Kawasan bebas asap rokok tidak bisa berjalan sendiri tanpa pengawasan rutin. Ketika pengurus tidak selalu hadir, celah pelanggaran mulai muncul meski spanduk masih terpasang, mural masih menghiasi dinding, dan logo kawasan bebas asap rokok masih terlihat.
Tanpa perawatan dan pengawasan, pesan yang dulu kuat perlahan memudar, baik secara harfiah maupun maknawi.
Meski sebagian pelanggaran dilakukan oleh orang luar wilayah, hal itu tetap memengaruhi esensi kawasan bebas asap rokok.
“Jadi, kegiatan-kegiatan ini pun terkadang masih dilanggar juga sama warga. Karena apa? Karena satu, kita kurang pengawasan,” kata Ence.
Meski begitu, keberadaan visual kampanye masih berperan sebagai pengingat bagi sebagian orang yang memahami makna kawasan bebas asap rokok.
“Tapi kalau mereka yang paham atau orang yang paham lewat situ melihat spanduk atau pajangan-pajangan itu, logo-logo itu mereka enggak berani (merokok),” ujarnya.
Kawasan bebas asap rokok di RW 06 tidak hanya dibangun lewat aturan tertulis. Visual menjadi bagian penting dari kampanye.

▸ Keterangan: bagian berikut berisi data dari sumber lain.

//! The LLM transport collaborator surface.
//!
//! A transport turns an [`LlmRequest`] into a stream of [`Chunk`]s. The
//! crate never talks HTTP itself; concrete providers implement
//! [`LlmTransport`] and are handed to the agent loop. The transport must
//! honor the cancellation token carried by the request.

use std::pin::Pin;
use std::time::Duration;

use async_trait::async_trait;
use futures::Stream;
use serde::{Deserialize, Serialize};
use thiserror::Error;
use tokio_util::sync::CancellationToken;

use crate::message::Message;
use crate::usage::TokenUsage;

/// Reason the model stopped generating.
#[derive(Debug, Clone, Copy, PartialEq, Eq, Hash, Default, Serialize, Deserialize)]
#[serde(rename_all = "snake_case")]
#[non_exhaustive]
pub enum FinishReason {
    /// Natural end of the response.
    #[default]
    Stop,
    /// Output token limit reached.
    Length,
    /// Content was filtered.
    ContentFilter,
    /// The call was interrupted before the model finished.
    Interrupted,
}

impl FinishReason {
    /// Returns the string representation.
    #[must_use]
    pub const fn as_str(&self) -> &'static str {
        match self {
            Self::Stop => "stop",
            Self::Length => "length",
            Self::ContentFilter => "content_filter",
            Self::Interrupted => "interrupted",
        }
    }

    /// Parse a provider finish-reason string (case-insensitive).
    ///
    /// Unknown values default to [`FinishReason::Stop`], matching the most
    /// common provider behavior for end-of-turn markers.
    #[must_use]
    pub fn parse(s: &str) -> Self {
        match s.to_lowercase().as_str() {
            "length" | "max_tokens" => Self::Length,
            "content_filter" => Self::ContentFilter,
            "interrupted" | "aborted" => Self::Interrupted,
            _ => Self::Stop,
        }
    }
}

impl std::fmt::Display for FinishReason {
    fn fmt(&self, f: &mut std::fmt::Formatter<'_>) -> std::fmt::Result {
        f.write_str(self.as_str())
    }
}

/// Thinking (reasoning) content attached to a chunk.
#[derive(Debug, Clone, PartialEq, Eq, Serialize, Deserialize)]
pub struct Thinking {
    /// The reasoning text.
    pub content: String,
    /// Provider-specific thinking variant tag.
    pub thinking_type: String,
}

/// One streamed fragment of an LLM response.
///
/// Any combination of fields may be present; a final chunk typically
/// carries `finish_reason` and `usage`.
#[derive(Debug, Clone, Default, PartialEq, Serialize, Deserialize)]
pub struct Chunk {
    /// Visible response text.
    #[serde(default, skip_serializing_if = "Option::is_none")]
    pub text: Option<String>,

    /// Reasoning content, passed through to consumers unmodified.
    #[serde(default, skip_serializing_if = "Option::is_none")]
    pub thinking: Option<Thinking>,

    /// Why generation stopped, when known.
    #[serde(default, skip_serializing_if = "Option::is_none")]
    pub finish_reason: Option<FinishReason>,

    /// Token usage, when reported.
    #[serde(default, skip_serializing_if = "Option::is_none")]
    pub usage: Option<TokenUsage>,
}

impl Chunk {
    /// Create a text-only chunk.
    #[must_use]
    pub fn text(content: impl Into<String>) -> Self {
        Self {
            text: Some(content.into()),
            ..Self::default()
        }
    }

    /// Create a thinking-only chunk.
    #[must_use]
    pub fn thinking(content: impl Into<String>, thinking_type: impl Into<String>) -> Self {
        Self {
            thinking: Some(Thinking {
                content: content.into(),
                thinking_type: thinking_type.into(),
            }),
            ..Self::default()
        }
    }

    /// Create a terminal chunk carrying the finish reason and usage.
    #[must_use]
    pub fn done(finish_reason: FinishReason, usage: Option<TokenUsage>) -> Self {
        Self {
            finish_reason: Some(finish_reason),
            usage,
            ..Self::default()
        }
    }

    /// Returns `true` if the chunk carries no content at all.
    #[must_use]
    pub const fn is_empty(&self) -> bool {
        self.text.is_none()
            && self.thinking.is_none()
            && self.finish_reason.is_none()
            && self.usage.is_none()
    }
}

/// A request for one LLM call.
#[derive(Debug, Clone)]
pub struct LlmRequest {
    /// Model identifier.
    pub model: String,
    /// The full conversation to send.
    pub messages: Vec<Message>,
    /// Sampling temperature.
    pub temperature: Option<f32>,
    /// Output token cap.
    pub max_tokens: Option<u32>,
    /// Cancellation signal the transport must propagate into its I/O.
    pub cancel: CancellationToken,
}

impl LlmRequest {
    /// Create a request with the given model and messages.
    #[must_use]
    pub fn new(model: impl Into<String>, messages: Vec<Message>) -> Self {
        Self {
            model: model.into(),
            messages,
            temperature: None,
            max_tokens: None,
            cancel: CancellationToken::new(),
        }
    }
}

/// Classification of a transport failure.
#[derive(Debug, Clone, Copy, PartialEq, Eq, Hash, Serialize, Deserialize)]
#[serde(rename_all = "snake_case")]
#[non_exhaustive]
pub enum TransportErrorKind {
    /// Connection-level failure (DNS, reset, TLS).
    Network,
    /// The request or stream timed out.
    Timeout,
    /// The provider returned a rate-limit status.
    RateLimited,
    /// The provider reported overload.
    Overloaded,
    /// Any other provider-reported error.
    Api,
    /// The request was aborted by the caller.
    Aborted,
}

/// A failure surfaced by the LLM transport, possibly mid-stream.
#[derive(Debug, Clone, Error)]
#[error("{kind:?} error: {message}")]
pub struct TransportError {
    /// Failure classification.
    pub kind: TransportErrorKind,
    /// Human-readable detail.
    pub message: String,
    /// HTTP status, when one was observed.
    pub status: Option<u16>,
    /// Server-issued retry hint, when one was observed.
    pub retry_after: Option<Duration>,
}

impl TransportError {
    /// Create an error of the given kind.
    #[must_use]
    pub fn new(kind: TransportErrorKind, message: impl Into<String>) -> Self {
        Self {
            kind,
            message: message.into(),
            status: None,
            retry_after: None,
        }
    }

    /// A network-level failure.
    #[must_use]
    pub fn network(message: impl Into<String>) -> Self {
        Self::new(TransportErrorKind::Network, message)
    }

    /// A rate-limit failure, optionally carrying a `Retry-After` hint.
    #[must_use]
    pub fn rate_limited(message: impl Into<String>, retry_after: Option<Duration>) -> Self {
        Self {
            status: Some(429),
            retry_after,
            ..Self::new(TransportErrorKind::RateLimited, message)
        }
    }

    /// A provider API failure with an HTTP status.
    #[must_use]
    pub fn api(status: u16, message: impl Into<String>) -> Self {
        Self {
            status: Some(status),
            ..Self::new(TransportErrorKind::Api, message)
        }
    }

    /// An abort triggered through the request's cancellation token.
    #[must_use]
    pub fn aborted() -> Self {
        Self::new(TransportErrorKind::Aborted, "request aborted")
    }

    /// Attach an HTTP status.
    #[must_use]
    pub const fn with_status(mut self, status: u16) -> Self {
        self.status = Some(status);
        self
    }

    /// Returns `true` if this error was caused by cancellation.
    #[must_use]
    pub const fn is_aborted(&self) -> bool {
        matches!(self.kind, TransportErrorKind::Aborted)
    }

    /// Default retryability classification.
    ///
    /// Network-transient failures, timeouts, rate limits, overload, and
    /// 408/409/429/5xx statuses are retryable. Aborts never are.
    #[must_use]
    pub fn is_retryable(&self) -> bool {
        match self.kind {
            TransportErrorKind::Network
            | TransportErrorKind::Timeout
            | TransportErrorKind::RateLimited
            | TransportErrorKind::Overloaded => true,
            TransportErrorKind::Aborted => false,
            TransportErrorKind::Api => self
                .status
                .is_some_and(|s| s == 408 || s == 409 || s == 429 || s >= 500),
        }
    }
}

/// A boxed stream of chunks from one LLM call.
pub type ChunkStream = Pin<Box<dyn Stream<Item = Result<Chunk, TransportError>> + Send>>;

/// The provider transport collaborator.
#[async_trait]
pub trait LlmTransport: Send + Sync {
    /// Open a chunk stream for the given request.
    ///
    /// The transport must terminate the stream with a
    /// [`TransportError::aborted`] item if the request's cancellation
    /// token trips mid-stream.
    async fn stream(&self, request: LlmRequest) -> Result<ChunkStream, TransportError>;
}

#[cfg(test)]
mod tests {
    use super::*;

    mod finish_reason {
        use super::*;

        #[test]
        fn parse_provider_aliases() {
            assert_eq!(FinishReason::parse("max_tokens"), FinishReason::Length);
            assert_eq!(FinishReason::parse("LENGTH"), FinishReason::Length);
            assert_eq!(FinishReason::parse("aborted"), FinishReason::Interrupted);
            assert_eq!(FinishReason::parse("end_turn"), FinishReason::Stop);
        }

        #[test]
        fn display_matches_as_str() {
            assert_eq!(FinishReason::Interrupted.to_string(), "interrupted");
        }
    }

    mod transport_error {
        use super::*;

        #[test]
        fn rate_limited_is_retryable_with_hint() {
            let err = TransportError::rate_limited("slow down", Some(Duration::from_secs(2)));
            assert!(err.is_retryable());
            assert_eq!(err.status, Some(429));
            assert_eq!(err.retry_after, Some(Duration::from_secs(2)));
        }

        #[test]
        fn server_errors_are_retryable() {
            assert!(TransportError::api(500, "boom").is_retryable());
            assert!(TransportError::api(529, "overloaded").is_retryable());
            assert!(TransportError::api(408, "timeout").is_retryable());
        }

        #[test]
        fn client_errors_are_not_retryable() {
            assert!(!TransportError::api(400, "bad request").is_retryable());
            assert!(!TransportError::api(401, "unauthorized").is_retryable());
        }

        #[test]
        fn abort_is_never_retryable() {
            let err = TransportError::aborted();
            assert!(err.is_aborted());
            assert!(!err.is_retryable());
        }
    }

    mod chunk {
        use super::*;

        #[test]
        fn text_chunk_has_only_text() {
            let chunk = Chunk::text("hello");
            assert_eq!(chunk.text.as_deref(), Some("hello"));
            assert!(chunk.finish_reason.is_none());
            assert!(!chunk.is_empty());
        }

        #[test]
        fn done_chunk_carries_usage() {
            let chunk = Chunk::done(FinishReason::Stop, Some(TokenUsage::new(10, 5)));
            assert_eq!(chunk.finish_reason, Some(FinishReason::Stop));
            assert_eq!(chunk.usage.map(|u| u.total()), Some(15));
        }
    }
}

Mural, lukisan dinding, dan pesan kesehatan menyatu dengan ruang kampung. Namun, waktu dan cuaca bekerja tanpa kompromi.
Dinding yang dulu menjadi media edukasi kini mulai retak. Warna memudar, beberapa mural pecah, dan sebagian pesan tak lagi terbaca jelas. Persoalan ini bukan soal niat, melainkan kemampuan merawat.
“Jadi, kesulitan kami, satu adalah perawatan. Terus bagaimana juga (mural) sudah pada pudar mural-mural yang kita buat. Terus di sini juga mural yang sudah pecah,” kata dia.
Menurut Ence, keterbatasan anggaran menjadi kendala utama meski ada operasional yang diberikan pemerintah.
“Soalnya masalah kegiatan bebas asap rokok ini di wilayah kita, ini kan atas kemauan kita sendiri pribadi kegiatan kita kan buat lingkungan,” ungkapnya.
Kawasan ini lahir dari proses panjang yang dimulai enam tahun lalu, berangkat dari kesadaran bahwa lingkungan padat membutuhkan perlindungan ekstra, terutama bagi anak-anak, ibu hamil, dan lansia.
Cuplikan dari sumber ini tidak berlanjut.